Aucune précision n’a pour l’heure été fournie sur le nombre de réserviste­s que Donald Trump entend déployer à la frontière en renfort des agents de la Border Patrol, ni sur la durée de la mission ou sur ses coûts. En 2010, Barack Obama avait décidé d’envoyer 1200 soldats de la Garde nationale à la frontière mexicaine, pour lutter contre l’immigratio­n illégale et les trafics de drogue. C’était l’opération Phalanx. Il avait demandé de surcroît un crédit de 500 millions de dollars au Congrès pour la sécurisati­on de la zone. En 2006, ce sont 6000 hommes que George W. Bush a envoyés patrouille­r pendant deux ans, en Californie, en Arizona, au Nouveau-Mexique et au Texas, alors que la guerre des cartels faisait rage. L’opération Jump Start aurait coûté plus de 1 milliard de dollars.

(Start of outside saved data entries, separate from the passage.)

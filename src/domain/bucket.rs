//! Raw completion events and their per-second grouping

use crate::domain::sampling::sort_and_merge;
use std::time::SystemTime;

/// One reported unit of work, alive only until it is bucketed
#[derive(Debug, Clone, Copy)]
pub struct Trip {
    pub start: SystemTime,
    pub success: bool,
}

/// Response times (ms) of all trips finalized within one wall-clock second.
///
/// Both sequences stay ascending: new samples are staged in unsorted batches
/// and folded in with [`sort_and_merge`] by [`SecondBucket::merge_pending`].
#[derive(Debug, Clone, Default, PartialEq)]
pub struct SecondBucket {
    pub epoch_second: i64,
    success_times: Vec<u64>,
    failure_times: Vec<u64>,
    pending_success: Vec<u64>,
    pending_failure: Vec<u64>,
}

impl SecondBucket {
    pub fn new(epoch_second: i64) -> Self {
        Self { epoch_second, ..Self::default() }
    }

    /// Stage a response time; it becomes visible after `merge_pending`
    #[inline]
    pub fn push(&mut self, success: bool, response_ms: u64) {
        if success {
            self.pending_success.push(response_ms);
        } else {
            self.pending_failure.push(response_ms);
        }
    }

    /// Fold staged samples into the sorted sequences
    pub fn merge_pending(&mut self) {
        sort_and_merge(&mut self.success_times, &mut self.pending_success);
        sort_and_merge(&mut self.failure_times, &mut self.pending_failure);
    }

    /// Build a bucket from already collected samples (any order)
    pub fn from_samples(epoch_second: i64, success: Vec<u64>, failure: Vec<u64>) -> Self {
        let mut bucket = Self::new(epoch_second);
        bucket.pending_success = success;
        bucket.pending_failure = failure;
        bucket.merge_pending();
        bucket
    }

    pub fn success_times(&self) -> &[u64] {
        &self.success_times
    }

    pub fn failure_times(&self) -> &[u64] {
        &self.failure_times
    }

    /// Number of samples including staged ones
    pub fn len(&self) -> usize {
        self.success_times.len()
            + self.failure_times.len()
            + self.pending_success.len()
            + self.pending_failure.len()
    }

    pub fn is_empty(&self) -> bool {
        self.len() == 0
    }
}
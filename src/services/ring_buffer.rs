//! Fixed-capacity circular buffer with FIFO overwrite
//!
//! Backs each chart tier. Once full, every `add` evicts the oldest entry;
//! `get_all` always returns oldest-to-newest regardless of wraparound.

#[derive(Debug, Clone)]
pub struct RingBuffer<T> {
    data: Vec<T>,
    capacity: usize,
    /// Next write position once the buffer is full
    head: usize,
}

impl<T: Clone> RingBuffer<T> {
    /// Create a buffer holding at most `capacity` items (minimum 1)
    pub fn new(capacity: usize) -> Self {
        let capacity = capacity.max(1);
        Self { data: Vec::with_capacity(capacity), capacity, head: 0 }
    }

    pub fn add(&mut self, item: T) {
        if self.data.len() < self.capacity {
            self.data.push(item);
        } else {
            self.data[self.head] = item;
        }
        self.head = (self.head + 1) % self.capacity;
    }

    /// Contents in chronological order
    pub fn get_all(&self) -> Vec<T> {
        if self.data.len() < self.capacity {
            return self.data.clone();
        }

        // Full: oldest entry sits at head
        let mut result = Vec::with_capacity(self.capacity);
        result.extend_from_slice(&self.data[self.head..]);
        result.extend_from_slice(&self.data[..self.head]);
        result
    }

    pub fn len(&self) -> usize {
        self.data.len()
    }

    pub fn is_empty(&self) -> bool {
        self.data.is_empty()
    }

    pub fn capacity(&self) -> usize {
        self.capacity
    }
}

#[cfg(test)]
mod tests {
    use super::*;

    #[test]
    fn test_empty() {
        let buf: RingBuffer<u32> = RingBuffer::new(4);
        assert!(buf.is_empty());
        assert!(buf.get_all().is_empty());
        assert_eq!(buf.len(), 0);
    }

    #[test]
    fn test_partial_fill_keeps_order() {
        let mut buf = RingBuffer::new(5);
        for i in 1..=3 {
            buf.add(i);
        }
        assert_eq!(buf.get_all(), vec![1, 2, 3]);
        assert_eq!(buf.len(), 3);
        assert_eq!(buf.capacity(), 5);
    }

    #[test]
    fn test_exactly_full() {
        let mut buf = RingBuffer::new(3);
        for i in 1..=3 {
            buf.add(i);
        }
        assert_eq!(buf.get_all(), vec![1, 2, 3]);
        assert_eq!(buf.len(), 3);
    }

    #[test]
    fn test_overwrite_keeps_most_recent_in_order() {
        let capacity = 4;
        let mut buf = RingBuffer::new(capacity);
        for i in 0..(capacity + 6) {
            buf.add(i);
        }
        assert_eq!(buf.get_all(), vec![6, 7, 8, 9]);
        assert_eq!(buf.len(), capacity);
    }

    #[test]
    fn test_many_wraps() {
        let mut buf = RingBuffer::new(300);
        for i in 0..1_234u32 {
            buf.add(i);
        }
        let all = buf.get_all();
        assert_eq!(all.len(), 300);
        assert_eq!(all.first(), Some(&934));
        assert_eq!(all.last(), Some(&1233));
        assert!(all.windows(2).all(|w| w[0] + 1 == w[1]));
    }

    #[test]
    fn test_zero_capacity_clamped() {
        let mut buf = RingBuffer::new(0);
        buf.add('a');
        buf.add('b');
        assert_eq!(buf.capacity(), 1);
        assert_eq!(buf.get_all(), vec!['b']);
    }
}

Ni Barack Obama ni George W. Bush n’avaient préalablem­ent informé le président mexicain de leur initiative. Donald Trump fait de même. Il ne manque d’ailleurs pas, comme pour se justifier, de mentionner ses prédécesse­urs dans son mémo. C’est bien l’une des rares fois où il s’appuie sur Barack Obama dans ce dossier sensible.